■ ABOUT THIS EXERCISE: From the material below, list every line containing "alternating".

......

//! Conversion between JSON text and flat element lists.
//!
//! Parsing flattens one level: object members become alternating key/value
//! elements, array items become one element each. Anything nested deeper is
//! kept as its canonical JSON text inside a `Str` element.

use crate::constants::{JSON_FALSE, JSON_NULL, JSON_TRUE};
use crate::json::{JsonDecoder, JsonEncoder, JsonValue, ParseError, SerializeError};
use crate::options::{ParseOptions, SerializeOptions};
use crate::{ContainerKind, Element};

/// List codec with its parse and serialize settings.
#[derive(Debug, Clone, Copy, Default, PartialEq, Eq)]
pub struct JsonListCodec {
    pub parse: ParseOptions,
    pub serialize: SerializeOptions,
}

impl JsonListCodec {
    pub fn new(parse: ParseOptions, serialize: SerializeOptions) -> Self {
        Self { parse, serialize }
    }

    fn decoder(&self) -> JsonDecoder {
        JsonDecoder::with_max_depth(self.parse.max_depth)
    }

    /// Parses JSON text into list elements, reporting why it failed.
    pub fn try_parse(&self, text: &str) -> Result<Vec<Element>, ParseError> {
        let value = self.decoder().decode(text)?;
        flatten(&value)
    }

    /// Parses JSON text into list elements. Malformed text yields the single
    /// element `JSON_INVALID`.
    pub fn parse(&self, text: &str) -> Vec<Element> {
        match self.try_parse(text) {
            Ok(list) => list,
            Err(error) => {
                tracing::debug!(%error, len = text.len(), "json text rejected");
                vec![Element::invalid()]
            }
        }
    }

    /// Frames `elements` as a JSON object (alternating key/value) or array.
    pub fn serialize(
        &self,
        kind: ContainerKind,
        elements: &[Element],
    ) -> Result<String, SerializeError> {
        let mut encoder = JsonEncoder::new();
        match kind {
            ContainerKind::Array => {
                encoder.write_raw("[");
                for (i, element) in elements.iter().enumerate() {
                    if i > 0 {
                        encoder.write_raw(",");
                    }
                    self.write_value(&mut encoder, element);
                }
                encoder.write_raw("]");
            }
            ContainerKind::Object => {
                if elements.len() % 2 != 0 {
                    tracing::debug!(len = elements.len(), "odd element count for object");
                    return Err(SerializeError::OddElementCount(elements.len()));
                }
                encoder.write_raw("{");
                for (i, pair) in elements.chunks_exact(2).enumerate() {
                    if i > 0 {
                        encoder.write_raw(",");
                    }
                    encoder.write_key(&pair[0]);
                    encoder.write_raw(":");
                    self.write_value(&mut encoder, &pair[1]);
                }
                encoder.write_raw("}");
            }
        }
        Ok(encoder.flush())
    }

    /// Like [`JsonListCodec::serialize`], with the kind given as the host's
    /// `JSON_OBJECT` / `JSON_ARRAY` token.
    pub fn serialize_token(
        &self,
        token: &str,
        elements: &[Element],
    ) -> Result<String, SerializeError> {
        let kind = ContainerKind::try_from(token).inspect_err(|error| {
            tracing::debug!(%error, "unknown container token");
        })?;
        self.serialize(kind, elements)
    }

    fn write_value(&self, encoder: &mut JsonEncoder, element: &Element) {
        if self.serialize.embed_json_fragments {
            if let Some(fragment) = self.json_fragment(element) {
                encoder.write_any(&fragment);
                return;
            }
        }
        encoder.write_element(element);
    }

    /// A `Str` element holding a JSON object or array, decoded.
    fn json_fragment(&self, element: &Element) -> Option<JsonValue> {
        let Element::Str(text) = element else {
            return None;
        };
        if !matches!(text.trim_start().as_bytes().first(), Some(b'[' | b'{')) {
            return None;
        }
        self.decoder().decode(text).ok().filter(JsonValue::is_container)
    }
}

/// Flattens a parsed JSON value into list elements.
///
/// - object: key, value, key, value, ... in source order, duplicates kept;
/// - array: one element per item;
/// - scalar: a single element.
pub fn flatten(value: &JsonValue) -> Result<Vec<Element>, ParseError> {
    let mut encoder = JsonEncoder::new();
    match value {
        JsonValue::Object(members) => {
            let mut list = Vec::with_capacity(members.len() * 2);
            for (key, member) in members {
                list.push(Element::Str(key.clone()));
                list.push(flatten_leaf(member, &mut encoder)?);
            }
            Ok(list)
        }
        JsonValue::Array(items) => items
            .iter()
            .map(|item| flatten_leaf(item, &mut encoder))
            .collect(),
        scalar => Ok(vec![flatten_leaf(scalar, &mut encoder)?]),
    }
}

fn flatten_leaf(value: &JsonValue, encoder: &mut JsonEncoder) -> Result<Element, ParseError> {
    let element = match value {
        JsonValue::Null => Element::str(JSON_NULL),
        JsonValue::Bool(true) => Element::str(JSON_TRUE),
        JsonValue::Bool(false) => Element::str(JSON_FALSE),
        JsonValue::Str(s) => Element::Str(s.clone()),
        JsonValue::Number(n) => n.to_element()?,
        nested @ (JsonValue::Array(_) | JsonValue::Object(_)) => {
            check_numbers(nested)?;
            Element::Str(encoder.encode(nested))
        }
    };
    Ok(element)
}

/// Rejects unconvertible numbers anywhere in `value`. The encoder would
/// otherwise write them as `null`.
fn check_numbers(value: &JsonValue) -> Result<(), ParseError> {
    match value {
        JsonValue::Number(n) => n.to_element().map(drop).map_err(ParseError::from),
        JsonValue::Array(items) => items.iter().try_for_each(check_numbers),
        JsonValue::Object(members) => members.iter().try_for_each(|(_, v)| check_numbers(v)),
        JsonValue::Null | JsonValue::Bool(_) | JsonValue::Str(_) => Ok(()),
    }
}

......

■ TASK ANSWER:
//! Parsing flattens one level: object members become alternating key/value
    /// Frames `elements` as a JSON object (alternating key/value) or array.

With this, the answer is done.